When it came time for Rubio to speak, he paired warm reassurance with familiar grievance — calling the U.S.–Europe bond “unbreakable,” then pivoting to complaints about European energy policy, migration, and what he cast as “civilizational erasure.” Many outlets treated Rubio’s subsequent speech as proof the alliance remains “bruised but still friendly,” with The Financial Times describing the mood in the room as one of relief.
Unlike Vance’s jolt the year before, Rubio spoke in the language of reassurance — but the themes were familiar and the criticisms unchanged.
Attendees were eager to pretend the bargain had been restored. European Commission president Ursula von der Leyen’s response — delivered straight after Rubio — was notably tenser and more honest about the damage, but it still carried Europe’s familiar restraint. Other European leaders echoed these points.
I understand why the room exhaled. Everyone likes a speech that sounds like the old days — history, kinship, and an “unbreakable link.” But a familiar accent is not a strategy. “Bruised but still friendly” is comfort dressed up as analysis — and comfort is how you end up back on the field with Lucy and the football.

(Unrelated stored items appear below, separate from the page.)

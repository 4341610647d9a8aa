//! Pairs primary-route waypoints with waypoints of each reference route.
//!
//! Primary waypoints are activated and deactivated by the user; the most recently activated
//! one that is still active is the target of the next friend assignment.

use indexmap::IndexMap;
use serde::{Deserialize, Serialize};

use crate::color::ColorPicker;
use crate::error::MappingError;
use crate::waypoint::Waypoint;
use crate::{RouteId, WaypointId};

/// A reference-route waypoint together with the date it belongs to.
#[derive(Debug, Clone, PartialEq, Eq, Serialize, Deserialize)]
pub struct Friend {
    #[serde(flatten)]
    pub waypoint: Waypoint,
    pub date: String,
}

impl Friend {
    pub fn new(waypoint: Waypoint, date: impl Into<String>) -> Self {
        Self {
            waypoint,
            date: date.into(),
        }
    }
}

pub type Friends = IndexMap<RouteId, Option<Friend>>;

#[derive(Debug, Clone, PartialEq, Eq, Serialize, Deserialize)]
#[serde(rename_all = "camelCase")]
pub struct MappingEntry {
    pub main_record: Waypoint,
    pub color: String,
    #[serde(rename = "isClick", alias = "active")]
    pub active: bool,
    #[serde(rename = "friend", alias = "friends", default)]
    pub friends: Friends,
}

impl MappingEntry {
    pub fn friend(&self, route: &str) -> Option<&Friend> {
        self.friends.get(route).and_then(Option::as_ref)
    }
}

/// Who the next friend assignment goes to.
#[derive(Debug, Clone, Copy, PartialEq, Eq)]
pub enum Selection<'a> {
    Idle,
    Selecting(&'a WaypointId),
}

/// The set of mapping entries plus the activation order of selected primary waypoints.
#[derive(Debug, Clone, Default, PartialEq, Eq, Serialize, Deserialize)]
pub struct RoutesMapping {
    #[serde(default)]
    stack: Vec<Waypoint>,
    #[serde(rename = "mapping", default)]
    entries: Vec<MappingEntry>,
}

impl RoutesMapping {
    pub fn new() -> Self {
        Self::default()
    }

    pub fn entries(&self) -> &[MappingEntry] {
        &self.entries
    }

    pub fn stack(&self) -> &[Waypoint] {
        &self.stack
    }

    pub fn entry(&self, main_id: &str) -> Option<&MappingEntry> {
        self.entries.iter().find(|e| e.main_record.id == main_id)
    }

    fn entry_mut(&mut self, main_id: &str) -> Option<&mut MappingEntry> {
        self.entries.iter_mut().find(|e| e.main_record.id == main_id)
    }

    /// The reference waypoint paired with primary waypoint `main_id` on `route`, if any.
    pub fn friend_of(&self, main_id: &str, route: &str) -> Option<&Friend> {
        self.entry(main_id).and_then(|e| e.friend(route))
    }

    /// The entry currently holding reference waypoint `waypoint_id` of `route` as a friend.
    ///
    /// Nothing stops two entries from holding the same reference waypoint; callers wanting
    /// exclusivity check this before assigning.
    pub fn holder_of(&self, route: &str, waypoint_id: &str) -> Option<&MappingEntry> {
        self.entries
            .iter()
            .find(|e| e.friend(route).is_some_and(|f| f.waypoint.id == waypoint_id))
    }

    pub fn selection(&self) -> Selection<'_> {
        match self.stack.last() {
            Some(top) => Selection::Selecting(&top.id),
            None => Selection::Idle,
        }
    }

    /// Creates an inactive entry for `waypoint` unless one exists, returning its color.
    pub fn create_entry<R: rand::Rng>(
        &mut self,
        waypoint: &Waypoint,
        colors: &mut ColorPicker<R>,
    ) -> &str {
        let index = match self.position(&waypoint.id) {
            Some(index) => index,
            None => {
                let color = colors.pick(|c| self.entries.iter().any(|e| e.color == c));
                self.entries.push(MappingEntry {
                    main_record: waypoint.clone(),
                    color,
                    active: false,
                    friends: Friends::new(),
                });
                self.entries.len() - 1
            }
        };

        &self.entries[index].color
    }

    fn position(&self, main_id: &str) -> Option<usize> {
        self.entries.iter().position(|e| e.main_record.id == main_id)
    }

    /// Flips the entry for `waypoint` between active and inactive.
    ///
    /// Activating pushes the waypoint onto the selection stack and yields the entry color;
    /// deactivating removes it from wherever it sits in the stack and yields `None`.
    pub fn toggle_selection(&mut self, waypoint: &Waypoint) -> Result<Option<String>, MappingError> {
        let entry = self
            .entries
            .iter_mut()
            .find(|e| e.main_record.id == waypoint.id)
            .ok_or_else(|| MappingError::UnknownEntry {
                id: waypoint.id.clone(),
            })?;

        entry.active = !entry.active;
        if entry.active {
            let color = entry.color.clone();
            self.stack.push(waypoint.clone());
            Ok(Some(color))
        } else {
            self.stack.retain(|w| w.id != waypoint.id);
            Ok(None)
        }
    }

    /// Sets (or clears, with `None`) the friend on `route` of the selected entry.
    ///
    /// Fails without touching anything when no primary waypoint is selected.
    pub fn assign_friend(&mut self, route: &str, friend: Option<Friend>) -> Result<&str, MappingError> {
        let Selection::Selecting(top) = self.selection() else {
            return Err(MappingError::EmptySelection);
        };
        let top = top.clone();

        let entry = self
            .entry_mut(&top)
            .ok_or(MappingError::UnknownEntry { id: top })?;
        entry.friends.insert(route.to_string(), friend);

        Ok(&entry.color)
    }

    /// Writes a friend on the entry for `main_id` without going through the selection.
    pub fn set_friend(&mut self, main_id: &str, route: &str, friend: Option<Friend>) -> Result<(), MappingError> {
        let entry = self.entry_mut(main_id).ok_or_else(|| MappingError::UnknownEntry {
            id: main_id.to_string(),
        })?;
        entry.friends.insert(route.to_string(), friend);
        Ok(())
    }

    /// Friends of the selected entry.
    pub fn top_entry_friends(&self) -> Result<&Friends, MappingError> {
        let Selection::Selecting(top) = self.selection() else {
            return Err(MappingError::EmptySelection);
        };

        self.entry(top)
            .map(|e| &e.friends)
            .ok_or_else(|| MappingError::UnknownEntry { id: top.clone() })
    }

    /// Drops stack items that no longer have an active entry, keeping the rest in order.
    pub(crate) fn normalize(&mut self) {
        let entries = &self.entries;
        self.stack.retain(|w| {
            entries
                .iter()
                .any(|e| e.active && e.main_record.id == w.id)
        });
    }
}
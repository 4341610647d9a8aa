use std::cell::RefCell;
use std::rc::Rc;

use chrono::NaiveDate;
use itinerary::{
    Change, EditError, EditOutcome, Field, Friend, MappingError, Planner, PlannerConfig, Route, Selection,
    TimeOfDay, Waypoint,
};

const DATE: &str = "2025-05-01";

fn waypoint(id: &str, arrive: &str, depart: &str, duration: i32, rest: i32) -> Waypoint {
    Waypoint {
        arrive: TimeOfDay::parse(arrive),
        depart: TimeOfDay::parse(depart),
        duration,
        rest,
        ..Waypoint::new(id, format!("point {id}"))
    }
}

fn sample_planner() -> Planner {
    let mut primary = Route::new("main");
    primary.days.insert(
        DATE.into(),
        vec![
            waypoint("1", "", "08:00", 60, 0),
            waypoint("2", "09:00", "09:30", 45, 30),
            waypoint("3", "10:15", "", 0, 0),
        ],
    );

    let mut reference = Route::new("ref");
    reference.days.insert(
        "2023-08-12".into(),
        vec![waypoint("a", "", "06:30", 80, 0), waypoint("b", "07:50", "", 0, 0)],
    );

    Planner::new(vec![primary, reference], &PlannerConfig::default().with_seed(1)).unwrap()
}

fn day(planner: &Planner) -> &[Waypoint] {
    planner.routes()[0].day(DATE).unwrap()
}

fn times(day: &[Waypoint]) -> Vec<(String, String, i32, i32)> {
    day.iter()
        .map(|w| {
            (
                w.field_text(Field::Arrive),
                w.field_text(Field::Depart),
                w.duration,
                w.rest,
            )
        })
        .collect()
}

fn row(arrive: &str, depart: &str, duration: i32, rest: i32) -> (String, String, i32, i32) {
    (arrive.to_string(), depart.to_string(), duration, rest)
}

#[test]
fn duration_edit_moves_the_next_arrival() {
    let mut planner = sample_planner();

    let outcome = planner
        .edit_waypoint_field("main", DATE, "2", Field::Duration, "60")
        .unwrap();

    assert_eq!(outcome, EditOutcome::Applied);
    assert_eq!(
        times(day(&planner)),
        [
            row("", "08:00", 60, 0),
            row("09:00", "09:30", 60, 30),
            row("10:30", "", 0, 0),
        ]
    );
}

#[test]
fn depart_edit_shifts_the_rest_of_the_day() {
    let mut planner = sample_planner();

    planner
        .edit_waypoint_field("main", DATE, "1", Field::Depart, "08:30")
        .unwrap();

    assert_eq!(
        times(day(&planner)),
        [
            row("", "08:30", 60, 0),
            row("09:30", "10:00", 45, 30),
            row("10:45", "", 0, 0),
        ]
    );
}

#[test]
fn assign_without_selection_is_a_no_op() {
    let mut planner = sample_planner();
    let friend = Friend::new(planner.routes()[1].days["2023-08-12"][0].clone(), "2023-08-12");

    let result = planner.assign_friend("ref", Some(friend));

    assert_eq!(result, Err(MappingError::EmptySelection));
    assert!(planner.mapping().entries().is_empty());
    assert_eq!(planner.mapping().selection(), Selection::Idle);
}

#[test]
fn rejected_edits_leave_the_day_alone() {
    let mut planner = sample_planner();
    let before = day(&planner).to_vec();

    for (field, value) in [
        (Field::Arrive, "9:00"),
        (Field::Depart, "25:00"),
        (Field::Duration, "-5"),
        (Field::Rest, "abc"),
    ] {
        assert!(planner.edit_waypoint_field("main", DATE, "2", field, value).is_err());
    }

    assert_eq!(day(&planner), before.as_slice());
}

#[test]
fn unknown_waypoint_is_dropped() {
    let mut planner = sample_planner();
    let outcome = planner
        .edit_waypoint_field("main", DATE, "nope", Field::Rest, "10")
        .unwrap();
    assert_eq!(outcome, EditOutcome::Dropped);

    assert_eq!(
        planner.edit_waypoint_field("main", "1999-01-01", "1", Field::Rest, "10"),
        Err(EditError::DayNotFound {
            route: "main".into(),
            date: "1999-01-01".into()
        })
    );
}

#[test]
fn references_are_edited_with_the_same_rules() {
    let mut planner = sample_planner();
    planner
        .edit_waypoint_field("ref", "2023-08-12", "a", Field::Depart, "07:00")
        .unwrap();

    let reference = planner.routes()[1].day("2023-08-12").unwrap();
    assert_eq!(reference[1].arrive, TimeOfDay::parse("08:20"));
}

#[test]
fn earlier_snapshots_do_not_see_later_edits() {
    let mut planner = sample_planner();
    let before = planner.snapshot();

    planner
        .edit_waypoint_field("main", DATE, "3", Field::Name, "Hut")
        .unwrap();

    assert_eq!(before[0].days[DATE][2].name, "point 3");
    assert_eq!(planner.routes()[0].days[DATE][2].name, "Hut");
}

#[test]
fn route_admin_flows_into_the_table() {
    let mut planner = sample_planner();
    let changes = Rc::new(RefCell::new(Vec::new()));
    let log = Rc::clone(&changes);
    planner.subscribe(move |change, _| log.borrow_mut().push(change));

    let start = NaiveDate::from_ymd_opt(2025, 5, 1).unwrap();
    let end = NaiveDate::from_ymd_opt(2025, 5, 2).unwrap();
    planner.set_date_range("main", start, end).unwrap();
    assert_eq!(planner.comparison_table().days().len(), 2);

    let added = planner.add_route(start, start).unwrap();
    assert_eq!(planner.routes().len(), 3);
    assert_eq!(planner.comparison_table().days()[0].rows[0].per_route.len(), 3);

    planner.remove_route(&added).unwrap();
    assert_eq!(
        planner.remove_route("main"),
        Err(EditError::PrimaryRouteRemoval)
    );

    assert_eq!(*changes.borrow(), [Change::Routes; 3]);
}

#[test]
fn mapping_round_trip_through_selection() {
    let mut planner = sample_planner();
    let second = day(&planner)[1].clone();
    let b = planner.routes()[1].days["2023-08-12"][1].clone();

    let color = planner.create_entry(&second);
    assert_eq!(planner.toggle_selection(&second).unwrap(), Some(color.clone()));
    assert_eq!(planner.mapping().selection(), Selection::Selecting(&second.id));

    planner
        .assign_friend("ref", Some(Friend::new(b, "2023-08-12")))
        .unwrap();
    assert_eq!(planner.toggle_selection(&second).unwrap(), None);
    assert_eq!(planner.mapping().selection(), Selection::Idle);

    // friends survive deselection
    let cell = planner.comparison_table().days()[0].rows[1].per_route[1]
        .as_ref()
        .unwrap();
    assert_eq!(cell.waypoint.id, "b");
    assert_eq!(planner.mapping().entry("2").unwrap().color, color);
}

Rubio’s job at Munich was not to change the operating model; it was to make that model easier to tolerate for another news cycle. But the hinge is not Rubio. The hinge is Trump. One speech cannot stabilize a relationship whose core commitment is still conditional, where the White House treats the alliance as leverage. If anything, the sequence of the weekend said the quiet part out loud: Europe can be essential to implementation and still optional to the decisions that shape outcomes.
Merz was right to call this a security crisis for both sides. He named the rupture, warned that the old order is gone, and still spoke in the language of repair. That was the pattern all weekend: leaders acknowledging that the relationship is damaged while speaking as if it can be restored through effort and goodwill.
But Munich offered no evidence of repair, only relief at a calmer tone and enduring uncertainty about commitments and operational alignment. The operating model did not change. The United States still signaled that commitment is conditional, and Europe still responded as if reassurance might return.
And for the United States? In a world of peer rivalry, weaponized interdependence, and wars that reward endurance, a United States that alienates its closest partners is not asserting strength. It is dismantling its own margin for error — and teaching adversaries to plan for an America whose commitments are unpredictable, possibly unreliable, in critical moments.
Brian O’Neill, a retired senior executive from the CIA and National Counterterrorism Center, is an instructor on strategic intelligence at Georgia Tech. His Safehouse Briefing Substack looks at what’s ahead in global security, geopolitics, and national strategy.





Thank you. Your analysis is critically important to helping us understand these new and shifting transatlantic and international alliances. Sadly, the analysis doesn't bring comfort.
I was glad AOC went and reminded, ALL americans are not idiots.